The right to sell and distribute arms

The people who prattle about the ease of obtaining non-automatic assault rifle look-alikes in the US should perhaps look at how easy it is for international arms dealers to move large quantities of real military hardware. The US, China, Russia and a host of other shady entities are selling weapons to anyone who wants them, or so it seems.

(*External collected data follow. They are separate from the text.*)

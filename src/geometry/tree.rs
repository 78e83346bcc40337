//! Adaptive quad-partition tree over geometric objects.
//!
//! Nodes live in an arena and address each other by index; each node
//! holds up to four children keyed by a 2-bit quadrant code relative to
//! its own center. Insertion order fixes the tree shape -- there is no
//! rebalancing, which is acceptable because the mesh is built once and
//! queried many times, and keeps query results deterministic.
//!
//! Invariant maintained on every insertion: a node's bounding radius
//! covers every descendant,
//! `node.radius >= distance(node.center, desc.center) + desc.radius`.

use crate::core::Coordinate;

/// One arena node: an object reference plus quadrant children.
#[derive(Debug, Clone)]
struct Node {
    center: Coordinate,
    /// Enlarged bounding radius covering the whole subtree.
    radius: f64,
    /// Index into the owning collection's object list. `None` only for
    /// the synthetic root, which is never reported by queries.
    object: Option<usize>,
    children: [Option<usize>; 4],
}

impl Node {
    fn new(center: Coordinate, radius: f64, object: Option<usize>) -> Self {
        Self {
            center,
            radius,
            object,
            children: [None; 4],
        }
    }
}

/// Unbalanced spatial tree with radius and line-proximity queries.
#[derive(Debug, Clone)]
pub struct SpatialTree {
    nodes: Vec<Node>,
}

impl SpatialTree {
    /// Create an empty tree: a synthetic root at the origin with zero
    /// radius and no object.
    pub fn new() -> Self {
        Self {
            nodes: vec![Node::new(Coordinate::default(), 0.0, None)],
        }
    }

    /// Number of inserted objects (the root does not count).
    pub fn len(&self) -> usize {
        self.nodes.len() - 1
    }

    pub fn is_empty(&self) -> bool {
        self.len() == 0
    }

    /// Drop every object, keeping only the synthetic root.
    pub fn clear(&mut self) {
        self.nodes.truncate(1);
        self.nodes[0].radius = 0.0;
        self.nodes[0].children = [None; 4];
    }

    /// Insert an object with the given center and bounding radius.
    ///
    /// Walks down from the root picking the quadrant of the offset from
    /// each ancestor's center, enlarging every ancestor's bounding
    /// radius along the path, and parks the new node in the first empty
    /// slot.
    pub fn insert(&mut self, object: usize, center: Coordinate, radius: f64) {
        let id = self.nodes.len();
        self.nodes.push(Node::new(center, radius, Some(object)));

        let mut current = 0;
        loop {
            let dx = self.nodes[current].center.x - center.x;
            let dy = self.nodes[current].center.y - center.y;
            let quadrant = (dx >= 0.0) as usize + 2 * ((dy >= 0.0) as usize);

            let offset = (dx * dx + dy * dy).sqrt();
            let node = &mut self.nodes[current];
            node.radius = node.radius.max(offset + radius);

            match node.children[quadrant] {
                None => {
                    node.children[quadrant] = Some(id);
                    return;
                }
                Some(child) => current = child,
            }
        }
    }

    /// Collect objects whose bounding sphere intersects the query disk.
    ///
    /// Reports every child whose enlarged bound touches the disk, then
    /// recurses into it. Results are a superset of true intersections;
    /// callers must post-filter for exact containment.
    pub fn find_intersecting(&self, radius: f64, at: &Coordinate, out: &mut Vec<usize>) {
        self.find_intersecting_from(0, radius, at, out);
    }

    fn find_intersecting_from(&self, from: usize, radius: f64, at: &Coordinate, out: &mut Vec<usize>) {
        for slot in self.nodes[from].children {
            let Some(child) = slot else { continue };
            let node = &self.nodes[child];
            if node.center.distance(at) <= node.radius + radius {
                if let Some(object) = node.object {
                    out.push(object);
                }
                self.find_intersecting_from(child, radius, at, out);
            }
        }
    }

    /// Collect objects within `radius` of the finite segment `p0`-`p1`.
    ///
    /// A child is reported only when its own object's center is within
    /// the threshold, but its subtree is always walked while the
    /// enlarged bound still intersects the corridor -- a far-off parent
    /// can shadow close descendants otherwise.
    pub fn find_along_segment(
        &self,
        radius: f64,
        p0: &Coordinate,
        p1: &Coordinate,
        out: &mut Vec<usize>,
    ) {
        self.find_along_segment_from(0, radius, p0, p1, out);
    }

    fn find_along_segment_from(
        &self,
        from: usize,
        radius: f64,
        p0: &Coordinate,
        p1: &Coordinate,
        out: &mut Vec<usize>,
    ) {
        for slot in self.nodes[from].children {
            let Some(child) = slot else { continue };
            let node = &self.nodes[child];
            let offset = node.center.distance_to_segment(p0, p1);

            if offset <= node.radius + radius {
                if offset < radius {
                    if let Some(object) = node.object {
                        out.push(object);
                    }
                }
                self.find_along_segment_from(child, radius, p0, p1, out);
            }
        }
    }
}

impl Default for SpatialTree {
    fn default() -> Self {
        Self::new()
    }
}
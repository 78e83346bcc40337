//! Geometric object storage and spatial search.
//!
//! - [`Shape`]: closed tagged-variant set of geometric objects
//! - [`SpatialTree`]: adaptive quad-partition tree over inserted objects
//! - [`GeometryCache`]: owns the object list and its tree; radius,
//!   line-proximity and expanding-ring nearest queries; serialization

mod cache;
mod shape;
mod tree;

pub use cache::GeometryCache;
pub use shape::{Shape, ShapeCommon};
pub use tree::SpatialTree;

A secret $40 million deal to sell Russian-made weapons: 50,000 AKM rifles, an improved version of the AK-47; 50,000 AKMS rifles, the same gun with folding stock; and 5,000 PKM machine guns to Iraq without the US knowing about it, was just broken up in Italy by a task force investigating the Mafia. Does our pet government in Iraq want to use them against insurgents or does it want to sell them to insurgents, terrorists and militias? Despite our coy outrage about Iranian weapons coming into Iraq, there seem to be US weapons being used by other militias against the theoretically friendly government of Turkey and the less friendly government of Iran. No one seems to know where the 190,000 assault rifles and automatic pistols we lost track of went, or where the large inventory of explosives and weapons the US didn't think worth guarding went, but it's easy to imagine that they didn't wind up in the hands of the Iraqi army and police. It's easy to imagine that all these Russian weapons will disappear or be traded in when the US fulfills its plan to replace them with American Made M16's. It's not hard to imagine that the black market will swell like a two day old corpse in the Iraqi sun with Kalashnikovs for sale. It's hard to imagine that making Iraq a vast dumping ground for arms is doing much to stabilize the country or the larger theater of operations.
"It seems strange that a pro-Western government, supported by the U.S. Army and other NATO countries on its own territory, would seek Russian or Chinese weapons through questionable channels,"
said the Italian prosecutor. Yes it does, unless you're aware that the Raison d'être of the war on terror is to sell weapons and other hardware and services and to enrich various companies like the Carlyle group, Halliburton, Blackwater and all the middle men and smugglers and politicians and industrialists who get rich from the destruction and fear they spread.

Giving arms to those who can't afford it and then selling arms to those who then need to protect themselves from the people we arm; arming repressive dictatorships and arming the resistance movement; selling to our allies and to the people who oppose them. We pay for the guns, they keep the profits.